Company; medical and physical therapy supply manufacturing company

Performance Health is a medical and physical therapy supply manufacturing company head-quartered in Illinois, United States. The company is a merge of two companies: Performance Health Inc, which originated in Export, Pennsylvania and Hygenic Corporation which originated in Akron, Ohio. They manufacture and deliver products for the healthcare industry, such as mobility and physical therapy equipment, diagnostic tools, and pain relief products.

==History==

Hygenic Corporation was founded in 1925 by Walter P. Keith. They originated the Thera-Band, Dyna-Band, Parabath, and Hygenic products.
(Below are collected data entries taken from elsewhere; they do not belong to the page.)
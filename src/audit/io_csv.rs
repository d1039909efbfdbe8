// Primitives for writing the CSV export.

use csv::{QuoteStyle, Terminator, WriterBuilder};
use snafu::prelude::*;

use crate::audit::*;

/// Byte order mark, so that spreadsheet programs read the export as UTF-8.
pub const UTF8_BOM: &[u8] = b"\xEF\xBB\xBF";
pub const TOTAL_ROW_LABEL: &str = "전체 합계";

pub fn export_file_name(num_candidates: usize) -> String {
    format!("21대대선_심사집계부_{}명.csv", num_candidates)
}

pub fn header(selected: &[String]) -> Vec<String> {
    let mut h: Vec<String> = ["투표구", "유형", "유효투표", "무효투표", "총계"]
        .iter()
        .map(|s| s.to_string())
        .collect();
    for name in selected.iter() {
        h.push(format!("{}_분류", name));
        h.push(format!("{}_재확인", name));
        h.push(format!("{}_계", name));
    }
    h
}

/// The numeric cells of a row: page totals, then three cells per selected candidate.
fn numeric_cells(rec: &PageRecord, selected: &[String]) -> Vec<u64> {
    let mut cells = vec![rec.valid_votes, rec.invalid_votes, rec.total_votes];
    for name in selected.iter() {
        match rec.candidate(name) {
            // The total is the one read from the page, not recomputed.
            Some(cv) => cells.extend([cv.classified_votes, cv.reconfirm_votes, cv.total_votes]),
            None => cells.extend([0, 0, 0]),
        }
    }
    cells
}

/// One row of the export: district, voting type and the numeric cells.
#[derive(Eq, PartialEq, Debug, Clone)]
pub struct ExportRow {
    pub district: String,
    pub voting_type: String,
    pub cells: Vec<u64>,
}

/// The rows of the export, one per record in order, then the grand total row.
pub fn export_rows(records: &[PageRecord], selected: &[String]) -> Vec<ExportRow> {
    let mut totals: Vec<u64> = vec![0; 3 + 3 * selected.len()];
    let mut rows: Vec<ExportRow> = Vec::with_capacity(records.len() + 1);
    for rec in records.iter() {
        let cells = numeric_cells(rec, selected);
        for (t, c) in totals.iter_mut().zip(cells.iter()) {
            *t = t.saturating_add(*c);
        }
        rows.push(ExportRow {
            district: rec.district.clone(),
            voting_type: rec.voting_type.clone(),
            cells,
        });
    }
    rows.push(ExportRow {
        district: TOTAL_ROW_LABEL.to_string(),
        voting_type: "".to_string(),
        cells: totals,
    });
    rows
}

/// Appends one row: the district and type fields are always quoted, the numbers never are.
fn write_row(buf: &mut Vec<u8>, row: &ExportRow) -> AuditResult<()> {
    {
        let mut wtr = WriterBuilder::new()
            .quote_style(QuoteStyle::Always)
            .terminator(Terminator::Any(b','))
            .from_writer(&mut *buf);
        wtr.write_record([row.district.as_str(), row.voting_type.as_str()])
            .context(CsvWriteSnafu {})?;
        wtr.flush().context(CsvBufferSnafu {})?;
    }
    let numbers: Vec<String> = row.cells.iter().map(|c| c.to_string()).collect();
    buf.extend_from_slice(numbers.join(",").as_bytes());
    buf.push(b'\n');
    Ok(())
}

/// The CSV export of the records, prefixed with a byte order mark.
///
/// Returns nothing when there are no records or no selected candidates.
pub fn render_csv(records: &[PageRecord], selected: &[String]) -> AuditResult<Option<Vec<u8>>> {
    if records.is_empty() || selected.is_empty() {
        return Ok(None);
    }

    let mut wtr = WriterBuilder::new()
        .quote_style(QuoteStyle::Necessary)
        .from_writer(UTF8_BOM.to_vec());
    wtr.write_record(header(selected)).context(CsvWriteSnafu {})?;
    let mut buf = wtr
        .into_inner()
        .map_err(|e| e.into_error())
        .context(CsvBufferSnafu {})?;

    for row in export_rows(records, selected).iter() {
        write_row(&mut buf, row)?;
    }
    Ok(Some(buf))
}

/// Writes the CSV export to the given path, if there is anything to export.
pub fn write_csv(path: &Path, records: &[PageRecord], selected: &[String]) -> AuditResult<Option<PathBuf>> {
    match render_csv(records, selected)? {
        Some(bytes) => {
            fs::write(path, bytes).context(WritingFileSnafu {
                path: path.display().to_string(),
            })?;
            Ok(Some(path.to_path_buf()))
        }
        None => Ok(None),
    }
}

#[cfg(test)]
mod tests {
    use super::*;

    fn vote(name: &str, classified: u64, reconfirm: u64, total: u64) -> CandidateVote {
        CandidateVote {
            candidate_name: name.to_string(),
            classified_votes: classified,
            reconfirm_votes: reconfirm,
            total_votes: total,
        }
    }

    fn records() -> Vec<PageRecord> {
        vec![
            PageRecord {
                page_number: Some(1),
                district: "한림읍".to_string(),
                voting_type: "관내사전 (Early In)".to_string(),
                candidate_votes: vec![vote("이재명", 100, 5, 105), vote("김문수", 40, 1, 41)],
                valid_votes: 146,
                invalid_votes: 2,
                total_votes: 148,
            },
            PageRecord {
                page_number: Some(2),
                district: "애월읍".to_string(),
                voting_type: "관내사전 (Early In)".to_string(),
                // Inconsistent total, kept as read.
                candidate_votes: vec![vote("김문수", 10, 2, 20)],
                valid_votes: 20,
                invalid_votes: 0,
                total_votes: 20,
            },
        ]
    }

    fn render_text(records: &[PageRecord], selected: &[String]) -> Option<String> {
        render_csv(records, selected)
            .unwrap()
            .map(|b| String::from_utf8(b).unwrap())
    }

    #[test]
    fn export_rows() {
        let selected = vec!["이재명".to_string(), "김문수".to_string()];
        let text = render_text(&records(), &selected).unwrap();
        assert!(text.starts_with('\u{feff}'));
        let lines: Vec<&str> = text.trim_start_matches('\u{feff}').lines().collect();
        assert_eq!(
            lines,
            vec![
                "투표구,유형,유효투표,무효투표,총계,이재명_분류,이재명_재확인,이재명_계,김문수_분류,김문수_재확인,김문수_계",
                "\"한림읍\",\"관내사전 (Early In)\",146,2,148,100,5,105,40,1,41",
                "\"애월읍\",\"관내사전 (Early In)\",20,0,20,0,0,0,10,2,20",
                "\"전체 합계\",\"\",166,2,168,100,5,105,50,3,61",
            ]
        );
    }

    #[test]
    fn selection_order_is_kept() {
        let selected = vec!["김문수".to_string()];
        let text = render_text(&records(), &selected).unwrap();
        let header = text.trim_start_matches('\u{feff}').lines().next().unwrap();
        assert_eq!(header, "투표구,유형,유효투표,무효투표,총계,김문수_분류,김문수_재확인,김문수_계");
    }

    #[test]
    fn nothing_to_export() {
        assert_eq!(render_text(&records(), &[]), None);
        assert_eq!(render_text(&[], &["이재명".to_string()]), None);

        let dir = tempfile::tempdir().unwrap();
        let p = dir.path().join(export_file_name(0));
        assert_eq!(write_csv(&p, &records(), &[]).unwrap(), None);
        assert!(!p.exists());
    }

    #[test]
    fn file_name() {
        assert_eq!(export_file_name(3), "21대대선_심사집계부_3명.csv");
    }

    #[test]
    fn numeric_looking_text_is_quoted() {
        let records = vec![PageRecord {
            page_number: Some(1),
            district: "101".to_string(),
            voting_type: "2".to_string(),
            candidate_votes: vec![vote("이재명", 1, 0, 1)],
            valid_votes: 1,
            invalid_votes: 0,
            total_votes: 1,
        }];
        let text = render_text(&records, &["이재명".to_string()]).unwrap();
        let lines: Vec<&str> = text.trim_start_matches('\u{feff}').lines().collect();
        assert_eq!(lines[1], "\"101\",\"2\",1,0,1,1,0,1");
        assert_eq!(lines[2], "\"전체 합계\",\"\",1,0,1,1,0,1");
    }

    #[test]
    fn embedded_quotes_are_escaped() {
        let mut records = records();
        records.truncate(1);
        records[0].district = "한림\"읍, 1".to_string();
        let text = render_text(&records, &["이재명".to_string()]).unwrap();
        let lines: Vec<&str> = text.trim_start_matches('\u{feff}').lines().collect();
        assert_eq!(lines[1], "\"한림\"\"읍, 1\",\"관내사전 (Early In)\",146,2,148,100,5,105");
    }
}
In 2006, Hygenic bought Performance Health Inc., a company from Export, Pennsylvania that makes the Biofreeze topical analgesic and the Prossage warming massage ointment.

Hygenic has changed hands several times being bought and sold by private equity firms.

In 2016, Hygenic / Performance Health was acquired by Patterson Medical. Its headquarters was moved to Warrenville, Illinois, but its facilities at Akron, Ohio and Cuyahoga Falls, Ohio were retained.

In 2018, the National Basketball Association (NBA)'s Portland Trail Blazers selected Biofreeze as their jersey patch sponsor.

In 2021, the Biofreeze and TheraPearl brands were sold to the English consumer goods company Reckitt.